After serving as a mayor, he re-entered the military and obtained a commission in 1940. He served with the 77th Infantry Division in the Pacific, seeing combat at Guam, Leyte Gulf, and Iwo Jima. In 1945, Manuel, who had been promoted to full colonel and would lead troops as they spent 45 consecutive days aboard ship under kamikaze attacks before participating in an amphibious landing on Okinawa.

Finally retiring from the army in 1946, Manuel returned to Fort Lauderdale, and resumed his involvement in public affairs, joining and serving as an officer in local Rotary and Kiwanis organizations, as well as supporting various political causes.
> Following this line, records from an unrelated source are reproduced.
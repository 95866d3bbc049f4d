use crate::UploadSession;

/// Returns `true` when the session's total is known and has been reached.
///
/// Transfers with an unknown total never complete here; they have to be
/// finalized explicitly.
pub fn is_complete(session: &UploadSession) -> bool {
    session
        .total_size
        .is_some_and(|total| session.bytes_received >= total)
}

#[cfg(test)]
mod tests {
    use super::*;
    use chunkyard_protocol::UploadStatus;

    fn session(bytes_received: u64, total_size: Option<u64>) -> UploadSession {
        UploadSession {
            identifier: "a.txt".into(),
            bytes_received,
            total_size,
            state: UploadStatus::InProgress,
        }
    }

    #[test]
    fn incomplete_below_total() {
        assert!(!is_complete(&session(5, Some(10))));
    }

    #[test]
    fn complete_at_total() {
        assert!(is_complete(&session(10, Some(10))));
    }

    #[test]
    fn complete_past_total() {
        // Retried chunks can push the count past the total.
        assert!(is_complete(&session(15, Some(10))));
    }

    #[test]
    fn unknown_total_never_completes() {
        assert!(!is_complete(&session(0, None)));
        assert!(!is_complete(&session(u64::MAX, None)));
    }

    #[test]
    fn zero_total_completes_immediately() {
        assert!(is_complete(&session(0, Some(0))));
    }
}
//! Chunk reassembly engine.
//!
//! Accepts a file as independently delivered byte ranges, writes each range
//! at its own offset in the destination file and tracks per-file progress
//! until the declared total has been received.

mod chunked;
mod completion;
mod range;
mod receiver;
mod registry;
mod storage;
mod types;
mod validation;

use std::path::PathBuf;

pub use chunked::{Chunk, ChunkReader, ChunkWriter};
pub use completion::is_complete;
pub use range::RangeDescriptor;
pub use receiver::{ChunkOutcome, ChunkReceiver, ChunkRequest};
pub use registry::{Allocation, SessionGuard, SessionRegistry, WriteTicket};
pub use storage::StorageAllocator;
pub use types::UploadSession;
pub use validation::{normalize_identifier, validate_upload_path};

/// How an error should be reported to the caller.
#[derive(Debug, Clone, Copy, PartialEq, Eq)]
pub enum ErrorClass {
    /// Malformed or inconsistent request metadata. Never mutates state.
    ClientProtocol,
    /// Allocation or write failure. Session state is left as it was.
    Storage,
    /// Registry discipline was violated; should be unreachable.
    InternalInconsistency,
}

/// Errors produced by the transfer crate.
#[derive(Debug, thiserror::Error)]
pub enum TransferError {
    #[error("Content-Range header is required")]
    MissingRange,

    #[error("Content-Length header is required")]
    MissingContentLength,

    #[error("invalid Content-Range header: {0}")]
    InvalidRangeFormat(String),

    #[error("invalid range bounds: {start}-{end}/{}", range::format_total(.total))]
    InvalidRangeBounds {
        start: u64,
        end: u64,
        total: Option<u64>,
    },

    #[error("range length mismatch: range declares {expected} bytes, payload has {actual}")]
    RangeLengthMismatch { expected: u64, actual: u64 },

    #[error("total size mismatch: transfer declared {known} bytes, chunk declares {declared}")]
    TotalSizeMismatch { known: u64, declared: u64 },

    #[error("invalid path: {0}")]
    InvalidPath(String),

    #[error("failed to read chunk payload: {0}")]
    PayloadRead(#[source] std::io::Error),

    #[error("no upload in progress: {0}")]
    NoActiveUpload(String),

    #[error("upload incomplete: {received} of {total} bytes received")]
    Incomplete { received: u64, total: u64 },

    #[error("failed to prepare {}: {source}", .path.display())]
    StorageInit {
        path: PathBuf,
        #[source]
        source: std::io::Error,
    },

    #[error("failed to write chunk to {}: {source}", .path.display())]
    ChunkWrite {
        path: PathBuf,
        #[source]
        source: std::io::Error,
    },

    #[error("upload {0} ended while the chunk was being written")]
    SessionEnded(String),

    #[error("upload {identifier} still has {count} chunk write(s) in progress")]
    WritesInFlight { identifier: String, count: usize },

    #[error("session vanished while recording bytes: {0}")]
    SessionVanished(String),
}

impl TransferError {
    /// Classifies the error for status mapping.
    ///
    /// [`SessionEnded`](Self::SessionEnded) and
    /// [`WritesInFlight`](Self::WritesInFlight) are client errors: they come
    /// from requests racing the end of a transfer.
    pub fn class(&self) -> ErrorClass {
        match self {
            Self::StorageInit { .. } | Self::ChunkWrite { .. } => ErrorClass::Storage,
            Self::SessionVanished(_) => ErrorClass::InternalInconsistency,
            _ => ErrorClass::ClientProtocol,
        }
    }
}

#[cfg(test)]
mod tests {
    use super::*;

    #[test]
    fn classifies_errors() {
        assert_eq!(TransferError::MissingRange.class(), ErrorClass::ClientProtocol);
        assert_eq!(
            TransferError::RangeLengthMismatch {
                expected: 5,
                actual: 3
            }
            .class(),
            ErrorClass::ClientProtocol
        );
        let io = std::io::Error::other("disk full");
        assert_eq!(
            TransferError::ChunkWrite {
                path: "a.txt".into(),
                source: io,
            }
            .class(),
            ErrorClass::Storage
        );
        assert_eq!(
            TransferError::SessionEnded("a.txt".into()).class(),
            ErrorClass::ClientProtocol
        );
        assert_eq!(
            TransferError::SessionVanished("a.txt".into()).class(),
            ErrorClass::InternalInconsistency
        );
    }

    #[test]
    fn bounds_error_renders_unknown_total() {
        let err = TransferError::InvalidRangeBounds {
            start: 5,
            end: 2,
            total: None,
        };
        assert_eq!(err.to_string(), "invalid range bounds: 5-2/*");
    }
}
He began a "second career" as a banking executive, eventually helping found and serving as a director at five separate banks, including Barnett Bank of Port Everglades, later Barnett Bank of Broward County. Barnett would, in time, become part of NationsBank, which ultimately became Bank of America, the largest bank in the world.

==Statewide politics and the turnpike==

In 1952, seeking to end rural northern Florida's long dominance of state political affairs, Manuel and other like-minded leaders from the southern part of the state backed Dan McCarty, a young grovesman, fellow World War II veteran, and former speaker of the state house of representatives for governor. McCarty, ran on a platform of reform and economic progress, and was elected easily, but was felled by a massive heart attack only a few months into his term. Dismayed by McCarty's successor, Acting Governor Charley Johns, in the 1954 special election, Manuel supported LeRoy Collins.

In the early 1950s Manuel had met another south Florida businessman, Charles "Charlie" Costar, who had convinced him of the need for a new road from the state line to south Florida, one that by-passed many of the sleepy beach towns that dot Florida's east coast. Largely due to Costar's lobbying efforts, the state legislature had passed the Florida Turnpike Act in 1953, and then-Governor McCarty signed it into law.

During the interregnum of Charley John's acting governorship, the project largely languished. During the 1955 legislative session (the first during newly elected Governor LeRoy Collins' administration) there was a concerted effort to repeal the Turnpike Act and abolish the entire project, led by North Florida legislators known as the Pork Chop Gang. Having been appointed chairman of the Florida Turnpike Authority (the program's governing agency) in January 1955 by Governor Collins in one of his first official acts, Manuel almost single-handedly turned the situation around. By the end of the 1955 legislative session the bill to kill the Turnpike had been defeated
36–4, the original law had actually been amended to extend the planned route of the new road by another 110 miles from Fort Pierce to Miami, and a $70 million bond issue had been authorized to finance the first stage of construction.

==Father of the turnpike==
Colonel Manuel served as chairman of the Turnpike Authority from 1955 to 1961. During his tenure, the first phase of construction began on July 4, 1955. By late 1956, owing to the Federal government's announced plans for a comprehensive interstate network of highways which would become the Interstate Highway System, and which was to include a route down Florida's east coast, designated I-95, which largely duplicated the Turnpike's originally-contemplated "Coastal Route" from Jacksonville to Fort Pierce, all work on the Turnpike stopped, and plans for further construction were shelved.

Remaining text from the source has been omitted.